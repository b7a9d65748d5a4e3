//! skillmap migrate - Upgrade a saved learner record to the current schema.

use clap::Args;
use serde::Serialize;
use tracing::info;

use crate::app::AppContext;
use crate::cli::ProgressFiles;
use crate::cli::commands::open_session;
use crate::cli::output::{HumanLayout, emit_human, emit_json, robot_ok};
use crate::core::progress::USER_VERSION;
use crate::error::Result;

#[derive(Args, Debug)]
pub struct MigrateArgs {
    #[command(flatten)]
    pub files: ProgressFiles,

    /// Check for a required migration without writing
    #[arg(long)]
    pub check: bool,
}

#[derive(Serialize, Debug)]
struct MigrationReport {
    path: String,
    found: bool,
    from_version: Option<String>,
    to_version: String,
    changed: bool,
    written: bool,
}

pub fn run(ctx: &AppContext, args: &MigrateArgs) -> Result<()> {
    let session = open_session(ctx, &args.files)?;

    let from_version = session.raw_user.as_ref().map(|raw| {
        raw.get("version")
            .and_then(serde_json::Value::as_str)
            .unwrap_or("0.0.0")
            .to_string()
    });
    let changed = from_version
        .as_deref()
        .is_some_and(|version| version != USER_VERSION);
    let written = changed && !args.check;

    if written {
        session.save()?;
        info!(
            from = from_version.as_deref().unwrap_or("none"),
            to = USER_VERSION,
            "learner record migrated"
        );
    }

    let report = MigrationReport {
        path: session.user_store.path().display().to_string(),
        found: session.raw_user.is_some(),
        from_version,
        to_version: USER_VERSION.to_string(),
        changed,
        written,
    };

    if ctx.robot_mode {
        return emit_json(&robot_ok(&report));
    }

    let status = match (report.found, report.changed, report.written) {
        (false, _, _) => "no saved record",
        (true, false, _) => "current",
        (true, true, false) => "needs migration",
        (true, true, true) => "migrated",
    };

    let mut layout = HumanLayout::new();
    layout.title("Learner Record Migration");
    layout
        .kv("Path", &report.path)
        .kv("From", report.from_version.as_deref().unwrap_or("-"))
        .kv("To", &report.to_version)
        .kv("Status", status);
    emit_human(layout);
    Ok(())
}
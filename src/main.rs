//! skillmap - learner progress through skill maps.

use std::process::ExitCode;

use clap::Parser;
use tracing_subscriber::{EnvFilter, fmt, prelude::*};

use skillmap::app::AppContext;
use skillmap::cli::Cli;
use skillmap::cli::output::robot_error_structured;

fn main() -> ExitCode {
    let cli = Cli::parse();
    let ctx = AppContext::from_cli(&cli);
    let robot_mode = ctx
        .as_ref()
        .map_or_else(|_| AppContext::robot_requested(&cli), |ctx| ctx.robot_mode);
    init_tracing(&cli, robot_mode);

    match ctx.and_then(|ctx| skillmap::cli::commands::run(&ctx, &cli.command)) {
        Ok(()) => ExitCode::SUCCESS,
        Err(e) => {
            if robot_mode {
                // Robot mode: JSON error output to stdout
                let response = robot_error_structured(&e);
                println!("{}", serde_json::to_string(&response).unwrap_or_default());
            } else {
                let structured = e.to_structured();
                eprintln!("Error: {e}");
                eprintln!("Hint: {}", structured.suggestion);
            }
            ExitCode::FAILURE
        }
    }
}

fn init_tracing(cli: &Cli, robot_mode: bool) {
    if cli.quiet {
        return;
    }

    let filter = match cli.verbose {
        0 => "warn,skillmap=info",
        1 => "info,skillmap=debug",
        2 => "debug,skillmap=trace",
        _ => "trace",
    };

    let env_filter = EnvFilter::try_from_default_env().unwrap_or_else(|_| EnvFilter::new(filter));

    if robot_mode {
        // JSON logging for robot mode
        tracing_subscriber::registry()
            .with(env_filter)
            .with(fmt::layer().json().with_writer(std::io::stderr))
            .init();
    } else {
        tracing_subscriber::registry()
            .with(env_filter)
            .with(fmt::layer().with_writer(std::io::stderr))
            .init();
    }
}
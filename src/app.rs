//! Per-invocation context shared by every command.

use std::path::PathBuf;

use crate::cli::Cli;
use crate::config::Config;
use crate::error::Result;

pub struct AppContext {
    pub config: Config,
    pub config_path: Option<PathBuf>,
    /// Emit JSON instead of styled text.
    pub robot_mode: bool,
    pub verbosity: u8,
    /// Page source progress is read from and written to.
    pub source_url: String,
}

impl AppContext {
    pub fn from_cli(cli: &Cli) -> Result<Self> {
        let project_root = std::env::current_dir()?;
        let config = Config::load(cli.config.as_deref(), &project_root)?;

        let robot_mode = cli.robot || config.output.is_json();
        let source_url = cli
            .source
            .clone()
            .unwrap_or_else(|| config.source.page_source_url.clone());

        Ok(Self {
            config,
            config_path: cli.config.clone(),
            robot_mode,
            verbosity: cli.verbose,
            source_url,
        })
    }

    /// Robot mode as far as it can be known without a loaded config, for
    /// reporting errors raised while loading it.
    pub fn robot_requested(cli: &Cli) -> bool {
        cli.robot || crate::config::env_requests_json()
    }

    /// Context from an already loaded config, for embedding and tests.
    pub fn with_config(config: Config, robot_mode: bool) -> Self {
        let source_url = config.source.page_source_url.clone();
        Self {
            config,
            config_path: None,
            robot_mode,
            verbosity: 0,
            source_url,
        }
    }
}
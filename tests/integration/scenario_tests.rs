//! Learner journeys driven through the store, checked end to end.

use chrono::Duration;
use skillmap::core::graph::{ActivityStatus, get_activity_status, is_activity_completed};
use skillmap::core::map::{MapNode, SkillMap};
use skillmap::core::progress::{CompletionState, ProgressPath, UserState};
use skillmap::core::is_map_completed;
use skillmap::state::{
    Action, EditorStage, FixedClock, ModalType, PageSourceStatus, SkillMapState, Store, reduce,
};
use skillmap::test_utils::fixtures::{fixed_now, sample_state};

fn store() -> Store<FixedClock> {
    Store::with_clock(sample_state(), FixedClock(fixed_now()))
}

#[test]
fn opening_an_activity_without_progress() {
    let mut store = store();
    let state = store.dispatch(Action::open_activity("intro", "basics"));

    let view = state.editor_view.as_ref().unwrap();
    assert_eq!(view.state, EditorStage::Active);
    assert_eq!(view.current_map_id, "intro");
    assert!(view.current_header_id.is_none());
}

#[test]
fn finishing_an_activity_before_a_reward() {
    let mut store = store();
    store.dispatch_all([
        Action::open_activity("intro", "basics"),
        Action::set_header("intro", "basics", Some("hdr-1"), Some(3), Some(10), false),
        Action::CloseActivity { finished: true },
    ]);
    let state = store.state();
    let user = &state.user;

    assert!(is_activity_completed(user, "default", "intro", "basics"));
    assert!(is_activity_completed(user, "default", "intro", "badge"));
    assert!(!is_activity_completed(user, "default", "intro", "loops"));
    assert_eq!(
        user.map_progress_for("default", "intro").unwrap().completion_state,
        CompletionState::Transitioning
    );
    assert!(state.editor_view.is_none());

    let basics = &user.map_progress_for("default", "intro").unwrap().activity_state["basics"];
    assert_eq!(basics.header_id.as_deref(), Some("hdr-1"));
    assert_eq!(basics.current_step, Some(3));
    assert_eq!(basics.completed_time, Some(fixed_now()));

    let selected = state.selected_item.as_ref().unwrap();
    assert_eq!(selected.activity_id, "badge");
}

#[test]
fn restarting_a_completed_activity_keeps_completion() {
    let mut store = store();
    store.dispatch_all([
        Action::open_activity("intro", "basics"),
        Action::set_header("intro", "basics", Some("hdr-1"), None, None, false),
        Action::CloseActivity { finished: true },
        Action::show_activity_modal(ModalType::RestartWarning, "intro", "basics"),
        Action::restart_activity("intro", "basics"),
    ]);
    let state = store.state();

    assert!(state.modal.is_none());
    let basics = &state
        .user
        .map_progress_for("default", "intro")
        .unwrap()
        .activity_state["basics"];
    assert!(basics.header_id.is_none());
    assert!(basics.is_completed);
    assert_eq!(state.editor_view.as_ref().unwrap().current_header_id, None);
}

#[test]
fn completion_time_is_kept_from_first_finish() {
    let first = fixed_now();
    let mut state = sample_state();
    for (offset, action) in [
        (0, Action::open_activity("intro", "basics")),
        (0, Action::CloseActivity { finished: true }),
        (60, Action::open_activity("intro", "basics")),
        (60, Action::CloseActivity { finished: true }),
    ] {
        state = reduce(&state, action, first + Duration::seconds(offset));
    }

    let basics = &state
        .user
        .map_progress_for("default", "intro")
        .unwrap()
        .activity_state["basics"];
    assert_eq!(basics.completed_time, Some(first));
}

#[test]
fn walking_the_whole_map() {
    let mut store = store();
    for activity in ["basics", "loops", "events"] {
        store.dispatch_all([
            Action::open_activity("intro", activity),
            Action::CloseActivity { finished: true },
        ]);
    }
    store.dispatch(Action::UpdateUserCompletedTags);
    let state = store.state();
    let user = &state.user;

    assert!(is_activity_completed(user, "default", "intro", "done"));
    let map = state.map("intro").unwrap();
    assert!(is_map_completed(map, user.map_progress_for("default", "intro")));
    assert_eq!(user.completed_tags["default"]["sprites"], 1);
    assert_eq!(user.completed_tags["default"]["loops"], 1);
}

#[test]
fn statuses_follow_progress() {
    let mut store = store();
    let status_of = |store: &Store<FixedClock>, id: &str| {
        let state = store.state();
        get_activity_status(&state.user, "default", state.map("intro").unwrap(), id)
    };

    assert_eq!(status_of(&store, "basics"), ActivityStatus::NotStarted);
    assert_eq!(status_of(&store, "loops"), ActivityStatus::Locked);

    store.dispatch(Action::set_header("intro", "basics", Some("h"), None, None, false));
    assert_eq!(status_of(&store, "basics"), ActivityStatus::InProgress);

    store.dispatch_all([
        Action::open_activity("intro", "basics"),
        Action::CloseActivity { finished: true },
    ]);
    assert_eq!(status_of(&store, "basics"), ActivityStatus::Completed);
    assert_eq!(status_of(&store, "loops"), ActivityStatus::NotStarted);
}

#[test]
fn reset_leaves_other_sources_alone() {
    let mut store = store();
    store.dispatch_all([
        Action::open_activity("intro", "basics"),
        Action::CloseActivity { finished: true },
        Action::SetPageSourceUrl {
            url: "https://other.example".into(),
            status: PageSourceStatus::Approved,
        },
        Action::open_activity("intro", "basics"),
        Action::CloseActivity { finished: true },
        Action::ResetUser,
    ]);
    let user = &store.state().user;

    assert!(!is_activity_completed(user, "https://other.example", "intro", "basics"));
    assert!(is_activity_completed(user, "default", "intro", "basics"));
}

#[test]
fn loading_a_user_migrates_from_alternate_sources() {
    let mut legacy = UserState::new("learner");
    legacy
        .upsert_activity(ProgressPath::new("https://old.example", "intro", "basics"))
        .is_completed = true;
    let raw = serde_json::to_value(&legacy).unwrap();

    let mut store = Store::with_clock(SkillMapState::default(), FixedClock(fixed_now()));
    store.dispatch_all([
        Action::SetPageSourceUrl {
            url: "https://new.example".into(),
            status: PageSourceStatus::Approved,
        },
        Action::SetPageAlternateUrls(Some(vec!["https://old.example".into()])),
        Action::AddSkillMap(SkillMap::new("advanced", vec![MapNode::activity("physics")])),
        Action::SetUser(raw),
    ]);
    let user = &store.state().user;

    assert_eq!(user.id, "learner");
    assert!(is_activity_completed(user, "https://new.example", "intro", "basics"));
    assert!(user.map_progress_for("https://new.example", "advanced").is_some());
    assert!(is_activity_completed(user, "https://old.example", "intro", "basics"));
}

#[test]
fn close_without_open_activity_is_ignored() {
    let mut store = store();
    let before = store.state().clone();
    store.dispatch(Action::CloseActivity { finished: true });
    assert_eq!(store.state(), &before);
}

· · · ·

▸ **Task goal**: Looking at each line of the material above, tally those that hold the string "clone" and give only the total.

▸ **Task solution**: 5